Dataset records

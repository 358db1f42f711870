//! Output path computation.
//!
//! Every rendering lands at `<output root>/<path part>/<save name>`, where the
//! path part comes from one CSV column and the save name from the template's
//! own path.

use std::path::{Path, PathBuf};

use crate::error::{Error, Result};
use crate::table::InputTable;

fn missing_column(column: &str, table: &str, headers: &[String]) -> Error {
    Error::MissingColumnError {
        column: column.to_string(),
        table: table.to_string(),
        headers: headers.join(","),
    }
}

/// Checks once, before rendering, that every row has a value for `column`.
///
/// # Returns
/// * `Result<usize>` - Index of the column in the header row
///
/// # Errors
/// * `Error::MissingColumnError` if the header lacks the column or a row is
///   too short to reach it
pub fn validate_path_part_column(table: &InputTable, column: &str, table_name: &str) -> Result<usize> {
    let index = table
        .column_index(column)
        .ok_or_else(|| missing_column(column, &format!("the csv file '{table_name}'"), &table.headers))?;

    if table.rows.iter().any(|row| row.len() <= index) {
        return Err(missing_column(
            column,
            &format!("every row of the csv file '{table_name}'"),
            &table.headers,
        ));
    }
    Ok(index)
}

/// Derives a row's output sub folder from the value in `column`.
///
/// Only letters and digits of the cell are kept. Rows whose values reduce to
/// the same string share a folder.
///
/// ```
/// use csvplate::paths::derive_path_part;
///
/// let headers = vec!["Name".to_string(), "Id".to_string()];
/// let row = vec!["Acme Co.".to_string(), "42".to_string()];
/// assert_eq!(derive_path_part(&headers, &row, "Name").unwrap(), "AcmeCo");
/// ```
pub fn derive_path_part(headers: &[String], row: &[String], column: &str) -> Result<String> {
    let cell = headers
        .iter()
        .position(|header| header == column)
        .and_then(|index| row.get(index))
        .ok_or_else(|| missing_column(column, &format!("row '{}'", row.join(",")), headers))?;

    Ok(cell.chars().filter(|c| c.is_alphanumeric()).collect())
}

/// Name a template's output is saved under, relative to the row's folder.
///
/// With a non-empty `base_path` that prefixes the template path, the rest of
/// the path is kept so sub folders survive. Otherwise the file name is used.
pub fn save_name(template_path: &str, base_path: &str) -> PathBuf {
    if !base_path.is_empty() {
        if let Some(rest) = template_path.strip_prefix(base_path) {
            let rest = rest.trim_start_matches(['/', '\\']);
            if !rest.is_empty() {
                return PathBuf::from(rest);
            }
        }
    }

    Path::new(template_path)
        .file_name()
        .map(PathBuf::from)
        .unwrap_or_else(|| PathBuf::from(template_path))
}

pub fn output_file<P: AsRef<Path>>(output_root: P, path_part: &str, save_name: &Path) -> PathBuf {
    output_root.as_ref().join(path_part).join(save_name)
}

/// The sidecar document of a template: same path, data document extension.
pub fn sidecar_path<P: AsRef<Path>>(template_path: P, extension: &str) -> PathBuf {
    template_path.as_ref().with_extension(extension)
}
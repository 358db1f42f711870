//! Per-row model building.
//!
//! A model is assembled from three layers in fixed precedence order: the
//! template's sidecar document, the global `data` tree of the configuration
//! and the current CSV row. The first layer to define a key wins.

use std::fmt;
use std::path::PathBuf;

use indexmap::IndexMap;
use log::warn;

use crate::value::GenericValue;

/// The variable namespace handed to a template for one row.
pub type FlatModel = IndexMap<String, GenericValue>;

/// A recoverable condition noticed while decoding, merging or writing.
#[derive(Debug, Clone, PartialEq)]
pub enum Diagnostic {
    /// A key was defined more than once; the later definition was dropped.
    DuplicateKey { source: String, key: String },
    /// An output file already existed and is about to be replaced.
    Overwrite { path: PathBuf, column: String, path_part: String },
}

impl fmt::Display for Diagnostic {
    fn fmt(&self, f: &mut fmt::Formatter<'_>) -> fmt::Result {
        match self {
            Diagnostic::DuplicateKey { source, key } => {
                write!(f, "possibly a duplicate key: {source}, key '{key}'")
            }
            Diagnostic::Overwrite { path, column, path_part } => write!(
                f,
                "Overwriting file '{}', with row key as '{column}', value '{path_part}'",
                path.display()
            ),
        }
    }
}

/// Sink for diagnostics.
pub trait Reporter {
    fn report(&self, diagnostic: Diagnostic);
}

/// Reporter that writes every diagnostic to the log as a warning.
#[derive(Debug, Default)]
pub struct LogReporter;

impl Reporter for LogReporter {
    fn report(&self, diagnostic: Diagnostic) {
        warn!("{diagnostic}");
    }
}

/// One named source of key/value pairs.
#[derive(Debug, Clone)]
pub struct Layer<'a> {
    /// Names the layer in duplicate-key diagnostics.
    pub source: String,
    pub entries: Vec<(&'a str, GenericValue)>,
}

impl<'a> Layer<'a> {
    pub fn from_map<S: Into<String>>(source: S, map: &'a IndexMap<String, GenericValue>) -> Self {
        let entries = map.iter().map(|(k, v)| (k.as_str(), v.clone())).collect();
        Self { source: source.into(), entries }
    }

    /// Pairs header names with the row's cells. Cells stay plain strings.
    pub fn from_row<S: Into<String>>(source: S, headers: &'a [String], row: &[String]) -> Self {
        let entries = headers
            .iter()
            .zip(row)
            .map(|(header, cell)| (header.as_str(), GenericValue::from(cell.as_str())))
            .collect();
        Self { source: source.into(), entries }
    }
}

/// Merges layers in the given order; the first layer to define a key wins.
///
/// Collisions are reported and skipped, never merged below the top level.
pub fn merge_layers<'a, I>(layers: I, reporter: &dyn Reporter) -> FlatModel
where
    I: IntoIterator<Item = Layer<'a>>,
{
    let mut model = FlatModel::new();
    for layer in layers {
        for (key, value) in layer.entries {
            if model.contains_key(key) {
                reporter.report(Diagnostic::DuplicateKey {
                    source: layer.source.clone(),
                    key: key.to_string(),
                });
                continue;
            }
            model.insert(key.to_string(), value);
        }
    }
    model
}

/// Builds the model for one (template, row) pair.
pub fn build_model(
    sidecar_source: &str,
    sidecar: &IndexMap<String, GenericValue>,
    global: &IndexMap<String, GenericValue>,
    headers: &[String],
    row: &[String],
    reporter: &dyn Reporter,
) -> FlatModel {
    merge_layers(
        [
            Layer::from_map(format!("file '{sidecar_source}'"), sidecar),
            Layer::from_map("global data", global),
            Layer::from_row("csv row", headers, row),
        ],
        reporter,
    )
}
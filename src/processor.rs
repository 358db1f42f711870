//! Run orchestration: validate the input, compile every template, then
//! render each template once per CSV row and write the results.

use std::fs;
use std::path::{Path, PathBuf};

use indexmap::IndexMap;
use log::{debug, error};

use crate::config::Config;
use crate::constants::DEFAULT_SIDECAR_EXTENSION;
use crate::decoder::Decoder;
use crate::error::{Error, Result};
use crate::model::{build_model, Diagnostic, Reporter};
use crate::paths::{derive_path_part, output_file, save_name, sidecar_path, validate_path_part_column};
use crate::renderer::TemplateRenderer;
use crate::table::{read_table, InputTable};
use crate::value::GenericValue;

/// A compiled template, ready to render.
#[derive(Debug, Clone, PartialEq)]
pub struct TemplateUnit {
    /// Template path as configured; also the name it was compiled under
    pub name: String,
    pub sidecar: PathBuf,
}

/// What a successful run produced.
#[derive(Debug, Clone, Copy, Default, PartialEq, Eq)]
pub struct RunSummary {
    pub files_written: usize,
}

/// Drives one run over the configured templates and input rows.
pub struct Processor<'a> {
    config: &'a Config,
    renderer: Box<dyn TemplateRenderer>,
    reporter: &'a dyn Reporter,
    sidecar_extension: String,
}

impl<'a> Processor<'a> {
    pub fn new(
        config: &'a Config,
        renderer: Box<dyn TemplateRenderer>,
        reporter: &'a dyn Reporter,
    ) -> Self {
        Self {
            config,
            renderer,
            reporter,
            sidecar_extension: DEFAULT_SIDECAR_EXTENSION.to_string(),
        }
    }

    /// Sets the extension used to find each template's sidecar document.
    pub fn with_sidecar_extension<S: Into<String>>(mut self, extension: S) -> Self {
        self.sidecar_extension = extension.into();
        self
    }

    /// Reads the input table, then validates, compiles and renders.
    ///
    /// Nothing is written unless every earlier stage succeeds.
    pub fn run(&mut self) -> Result<RunSummary> {
        let table = read_table(&self.config.input.csv_filename)?;
        self.validate(&table)?;
        let units = self.compile()?;
        self.render_all(&table, &units)
    }

    /// Checks that every row can supply the path-part column.
    ///
    /// # Returns
    /// * `Result<usize>` - Index of the path-part column
    pub fn validate(&self, table: &InputTable) -> Result<usize> {
        if table.rows.is_empty() {
            return Err(Error::InputError(format!(
                "'{}' has no data rows",
                self.config.input.csv_filename
            )));
        }
        validate_path_part_column(
            table,
            &self.config.output.csv_column_for_output_path_part,
            &self.config.input.csv_filename,
        )
    }

    /// Compiles every configured template.
    ///
    /// # Errors
    /// * `Error::NoTemplatesError` if no template is configured
    /// * `Error::TemplateNotFoundError` listing every missing template file
    /// * `Error::TemplateCompileError` for the first template that fails
    pub fn compile(&mut self) -> Result<Vec<TemplateUnit>> {
        let filenames = &self.config.template.scriban_filenames;
        if filenames.is_empty() {
            return Err(Error::NoTemplatesError);
        }

        let missing: Vec<String> =
            filenames.iter().filter(|name| !Path::new(name).is_file()).cloned().collect();
        if !missing.is_empty() {
            for name in &missing {
                error!("File: '{name}' not found");
            }
            return Err(Error::TemplateNotFoundError { paths: missing });
        }

        let mut units = Vec::with_capacity(filenames.len());
        for name in filenames {
            debug!("Compiling template {name}");
            let source = fs::read_to_string(name)?;
            self.renderer.compile(name, source)?;
            units.push(TemplateUnit {
                name: name.clone(),
                sidecar: sidecar_path(name, &self.sidecar_extension),
            });
        }
        Ok(units)
    }

    /// Renders every template against every row, templates outermost.
    pub fn render_all(&self, table: &InputTable, units: &[TemplateUnit]) -> Result<RunSummary> {
        let empty = IndexMap::new();
        let global = self.config.data.as_map().unwrap_or(&empty);
        let column = &self.config.output.csv_column_for_output_path_part;
        let output_root = Path::new(&self.config.output.output_path);

        let mut summary = RunSummary::default();
        for unit in units {
            let sidecar = self.load_sidecar(&unit.sidecar)?;
            let sidecar_source = unit.sidecar.display().to_string();
            let target_name = save_name(&unit.name, &self.config.template.base_path);

            for (number, row) in (1..).zip(&table.rows) {
                let path_part = derive_path_part(&table.headers, row, column)?;
                let model = build_model(
                    &sidecar_source,
                    &sidecar,
                    global,
                    &table.headers,
                    row,
                    self.reporter,
                );
                let content = self.renderer.render(&unit.name, number, &model)?;

                let target = output_file(output_root, &path_part, &target_name);
                self.write_output(&target, &content, column, &path_part)?;
                summary.files_written += 1;
            }
        }
        Ok(summary)
    }

    /// Loads a template's sidecar document; a missing one is empty.
    ///
    /// # Errors
    /// * `Error::SidecarError` if the document cannot be read, is malformed,
    ///   or is not a mapping at its root
    pub fn load_sidecar(&self, path: &Path) -> Result<IndexMap<String, GenericValue>> {
        if !path.is_file() {
            debug!("No sidecar document at {}", path.display());
            return Ok(IndexMap::new());
        }

        let sidecar_error = |e: Error| Error::SidecarError(format!("{}: {}", path.display(), e));
        let content = fs::read_to_string(path).map_err(|e| sidecar_error(e.into()))?;
        let document = Decoder::new(path.display().to_string(), self.reporter)
            .decode_str(&content)
            .map_err(sidecar_error)?;

        match document {
            GenericValue::Map(map) => Ok(map),
            _ => Err(Error::SidecarError(format!(
                "{}: the document root must be a mapping",
                path.display()
            ))),
        }
    }

    // The content is fully rendered before the file is touched.
    fn write_output(&self, target: &Path, content: &str, column: &str, path_part: &str) -> Result<()> {
        if target.exists() {
            self.reporter.report(Diagnostic::Overwrite {
                path: target.to_path_buf(),
                column: column.to_string(),
                path_part: path_part.to_string(),
            });
        }

        if let Some(parent) = target.parent() {
            fs::create_dir_all(parent)?;
        }
        debug!("Writing file: {}", target.display());
        fs::write(target, content)?;
        Ok(())
    }
}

* WORK ITEM *
List, from the entries above, every line in which the word "InputTable" shows up.

* SOLUTION TO THIS TASK *
use crate::table::InputTable;
pub fn validate_path_part_column(table: &InputTable, column: &str, table_name: &str) -> Result<usize> {
use crate::table::{read_table, InputTable};
    pub fn validate(&self, table: &InputTable) -> Result<usize> {
    pub fn render_all(&self, table: &InputTable, units: &[TemplateUnit]) -> Result<RunSummary> {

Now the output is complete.